Un estudio realizado en 2009 en la Universidad Purdue analizó las almendras. Los investigadores pidieron a los participantes que los masticaran 10, 25 o 40 veces. El resultado fue claro. Masticar más significaba una absorción de nutrientes más rápida. Los participantes que masticaron más mantuvieron mejor sus niveles de energía. La descomposición del tamaño de las partículas de los alimentos es importante. Las partículas más pequeñas significan que las enzimas pueden trabajar más rápido. El cuerpo obtiene lo que necesita antes.

No se trata sólo de almendras. El principio se aplica a muchos alimentos. La masticación minuciosa aumenta la superficie de las enzimas digestivas. Esto es particularmente importante para los frutos secos, las semillas y las verduras crudas. Si traga trozos enteros, es posible que pasen por su sistema sin ser digeridos. Desperdicias los nutrientes. Desperdicias las calorías.

Comer más despacio reduce la ingesta de calorías

Masticar más también te obliga a comer más lento. Esto tiene sus propios beneficios. Un estudio de 2014 realizado por la Texas Christian University encontró que las personas que comen más lentamente consumen menos calorías. El cerebro necesita tiempo para registrar la plenitud. Las señales del intestino tardan unos 20 minutos en llegar al cerebro. Si comes rápido, terminas la comida antes de que tu cuerpo sepa que está satisfecho. Sigue comiendo. Consumes en exceso.

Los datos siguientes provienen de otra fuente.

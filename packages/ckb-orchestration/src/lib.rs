//! ckb-orchestration — query routing, cancellation, caching, and response
//! shaping for the Codebase Knowledge Backend.
//!
//! Sits above `ckb-storage` (the persisted symbol graph) and `ckb-core` (the
//! pure impact/shaping algorithms), wiring them together behind
//! [`orchestrator::QueryOrchestrator`]. The transport that carries queries in
//! and responses out (JSON-RPC over stdio, an HTTP surface, whatever the
//! embedding host chooses) and the external indexer processes that populate
//! the symbol graph are out of scope here — [`backends::IndexerBackend`] is
//! the seam, not an implementation.

pub mod backends;
pub mod cache;
pub mod cancellation;
pub mod envelope;
pub mod error;
pub mod orchestrator;

pub use backends::IndexerBackend;
pub use cache::SnapshotCache;
pub use cancellation::RequestContext;
pub use error::{CkbError, ErrorKind, Result};
pub use orchestrator::{check_index_freshness, QueryOrchestrator};
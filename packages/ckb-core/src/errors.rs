//! Unified error type for ckb-core.
//!
//! Mirrors `ckb_storage::StorageError`'s shape — kind enum, message, optional
//! boxed source — and adds two fields the storage boundary doesn't need:
//! suggested fixes and a free-form detail map, both surfaced to clients.

use std::collections::HashMap;
use std::fmt;

use thiserror::Error;

/// Closed set of error kinds a CKB response can surface.
#[derive(Debug, Clone, Copy, PartialEq, Eq)]
pub enum ErrorKind {
    BackendUnavailable,
    Timeout,
    SymbolNotFound,
    InvalidParameter,
    SnapshotMismatch,
    StatsMismatch,
    HashMismatch,
    UnsupportedVersion,
    MissingField,
    InternalError,
}

impl ErrorKind {
    pub fn as_str(&self) -> &'static str {
        match self {
            ErrorKind::BackendUnavailable => "backend_unavailable",
            ErrorKind::Timeout => "timeout",
            ErrorKind::SymbolNotFound => "symbol_not_found",
            ErrorKind::InvalidParameter => "invalid_parameter",
            ErrorKind::SnapshotMismatch => "snapshot_mismatch",
            ErrorKind::StatsMismatch => "stats_mismatch",
            ErrorKind::HashMismatch => "hash_mismatch",
            ErrorKind::UnsupportedVersion => "unsupported_version",
            ErrorKind::MissingField => "missing_field",
            ErrorKind::InternalError => "internal_error",
        }
    }
}

impl fmt::Display for ErrorKind {
    fn fmt(&self, f: &mut fmt::Formatter<'_>) -> fmt::Result {
        write!(f, "{}", self.as_str())
    }
}

/// A suggested follow-up command, surfaced to the client alongside an error.
#[derive(Debug, Clone, PartialEq, Eq)]
pub struct SuggestedFix {
    pub command: String,
    /// Whether running `command` is safe without further confirmation —
    /// e.g. `doctor --check=index` vs. `git init`, which changes repo state.
    pub safe: bool,
}

/// Unified CKB error.
#[derive(Debug, Error)]
#[error("[{kind}] {message}")]
pub struct CkbError {
    #[source]
    pub source: Option<Box<dyn std::error::Error + Send + Sync>>,
    pub kind: ErrorKind,
    pub message: String,
    pub suggested_fixes: Vec<SuggestedFix>,
    pub details: HashMap<String, String>,
}

impl CkbError {
    pub fn new(kind: ErrorKind, message: impl Into<String>) -> Self {
        Self {
            kind,
            message: message.into(),
            source: None,
            suggested_fixes: Vec::new(),
            details: HashMap::new(),
        }
    }

    pub fn with_source(mut self, source: impl std::error::Error + Send + Sync + 'static) -> Self {
        self.source = Some(Box::new(source));
        self
    }

    pub fn with_fix(mut self, command: impl Into<String>, safe: bool) -> Self {
        self.suggested_fixes.push(SuggestedFix {
            command: command.into(),
            safe,
        });
        self
    }

    pub fn with_detail(mut self, key: impl Into<String>, value: impl Into<String>) -> Self {
        self.details.insert(key.into(), value.into());
        self
    }

    pub fn backend_unavailable(message: impl Into<String>) -> Self {
        Self::new(ErrorKind::BackendUnavailable, message)
    }

    pub fn timeout(message: impl Into<String>) -> Self {
        Self::new(ErrorKind::Timeout, message)
    }

    pub fn symbol_not_found(symbol_id: impl Into<String>) -> Self {
        let id = symbol_id.into();
        Self::new(ErrorKind::SymbolNotFound, format!("symbol not found: {id}"))
            .with_detail("symbolId", id)
    }

    pub fn invalid_parameter(message: impl Into<String>) -> Self {
        Self::new(ErrorKind::InvalidParameter, message)
    }

    pub fn snapshot_mismatch(expected: impl Into<String>, found: impl Into<String>) -> Self {
        let (expected, found) = (expected.into(), found.into());
        Self::new(
            ErrorKind::SnapshotMismatch,
            format!("expected base snapshot {expected}, current snapshot is {found}"),
        )
        .with_detail("expected", expected)
        .with_detail("found", found)
    }

    pub fn stats_mismatch(field: impl Into<String>) -> Self {
        Self::new(
            ErrorKind::StatsMismatch,
            format!("declared stats do not match recomputed stats for field: {}", field.into()),
        )
    }

    pub fn hash_mismatch(entity: impl Into<String>) -> Self {
        Self::new(
            ErrorKind::HashMismatch,
            format!("spot-checked hash mismatch for entity: {}", entity.into()),
        )
    }

    pub fn unsupported_version(found: u32, max_supported: u32) -> Self {
        Self::new(
            ErrorKind::UnsupportedVersion,
            format!("schema version {found} is unsupported (max supported is {max_supported})"),
        )
    }

    pub fn missing_field(field: impl Into<String>) -> Self {
        Self::new(ErrorKind::MissingField, format!("missing required field: {}", field.into()))
    }

    pub fn internal(message: impl Into<String>) -> Self {
        Self::new(ErrorKind::InternalError, message)
    }
}

impl From<ckb_storage::StorageError> for CkbError {
    fn from(err: ckb_storage::StorageError) -> Self {
        let kind = match err.kind {
            ckb_storage::ErrorKind::SnapshotNotFound => ErrorKind::SnapshotMismatch,
            ckb_storage::ErrorKind::SymbolNotFound => ErrorKind::SymbolNotFound,
            _ => ErrorKind::BackendUnavailable,
        };
        CkbError::new(kind, err.message.clone()).with_source(err)
    }
}

pub type Result<T> = std::result::Result<T, CkbError>;
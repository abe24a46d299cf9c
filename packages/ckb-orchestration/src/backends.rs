//! External-adapter trait seams.
//!
//! spec.md scopes the JSON-RPC transport loop and the process-spawn
//! adapters that invoke external indexer binaries as "external collaborators,
//! interface-only" (§1). These traits are exactly that seam: the orchestrator
//! depends on them, nothing here spawns a process or speaks JSON-RPC.

use async_trait::async_trait;

use ckb_core::delta::EntitySnapshot;

use crate::cancellation::RequestContext;
use crate::error::Result;

/// One external indexer invocation (e.g. an LSP client, a SCIP CLI wrapper,
/// a language-specific analyzer binary). Implementations own the
/// process-spawn plumbing; this crate only calls through the trait.
#[async_trait]
pub trait IndexerBackend: Send + Sync {
    fn name(&self) -> &str;

    /// Re-index the repository at `repo_root`, honoring `ctx`'s deadline —
    /// implementations should race their subprocess against
    /// `ctx.is_cancelled()`/the deadline and terminate it on expiry (§5:
    /// "terminated and their partial output discarded").
    async fn reindex(&self, repo_root: &str, ctx: &RequestContext) -> Result<EntitySnapshot>;

    /// Default per-backend timeout when the caller doesn't override one
    /// (§5: "default 5000 ms for source-control queries").
    fn default_timeout_ms(&self) -> u64 {
        5_000
    }
}

#[cfg(test)]
mod tests {
    use super::*;

    struct NeverRespondsBackend;

    #[async_trait]
    impl IndexerBackend for NeverRespondsBackend {
        fn name(&self) -> &str {
            "never-responds"
        }

        async fn reindex(&self, _repo_root: &str, ctx: &RequestContext) -> Result<EntitySnapshot> {
            ctx.run(async {
                tokio::time::sleep(std::time::Duration::from_secs(3600)).await;
                Ok(EntitySnapshot::default())
            })
            .await
        }
    }

    #[tokio::test]
    async fn reindex_respects_deadline() {
        let backend = NeverRespondsBackend;
        let ctx = RequestContext::with_timeout(std::time::Duration::from_millis(5));
        let result = backend.reindex("repo", &ctx).await;
        assert!(result.is_err());
    }
}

Comer más despacio les da tiempo a estas señales de saciedad para ponerse al día. Te detienes cuando estás realmente lleno. No comes hasta que estás lleno. Esto puede ayudar con el control del peso. No requiere un plan de dieta. Sólo requiere un tenedor y un plato. Y tal vez un poco más de tiempo.

La verdad sobre la regla de los “32 masticables”

El número 32 es arbitrario. Fletcher no se basó en ninguna constante biológica específica. Simplemente le gustó cómo sonaba. Abogó por masticar hasta que la comida se licue. Esa es la verdadera métrica. No es un conteo. No es un cronómetro. La textura importa. Si la comida todavía tiene trozos, mastique más. Si es una pasta suave, estás bien.

Este consejo es fácil de ignorar. Vivimos en un mundo acelerado. Las pausas para el almuerzo son cortas. Los correos electrónicos no esperan. Pero tomarse unos segundos más por bocado suma. Cambia la experiencia de comer. Te frena. Incluso podría ayudarte a disfrutar más de la comida. No sólo estás alimentando tu cuerpo. Te estás involucrando con eso.

Quizás a tu mamá no se le ocurrió la idea. Pero ella podría haber descubierto algo. Incluso si se equivocó en la historia. La ciencia apoya la práctica. Mastica más. Come más despacio. Absorbe mejor. Llámala más tarde. Si tienes tiempo.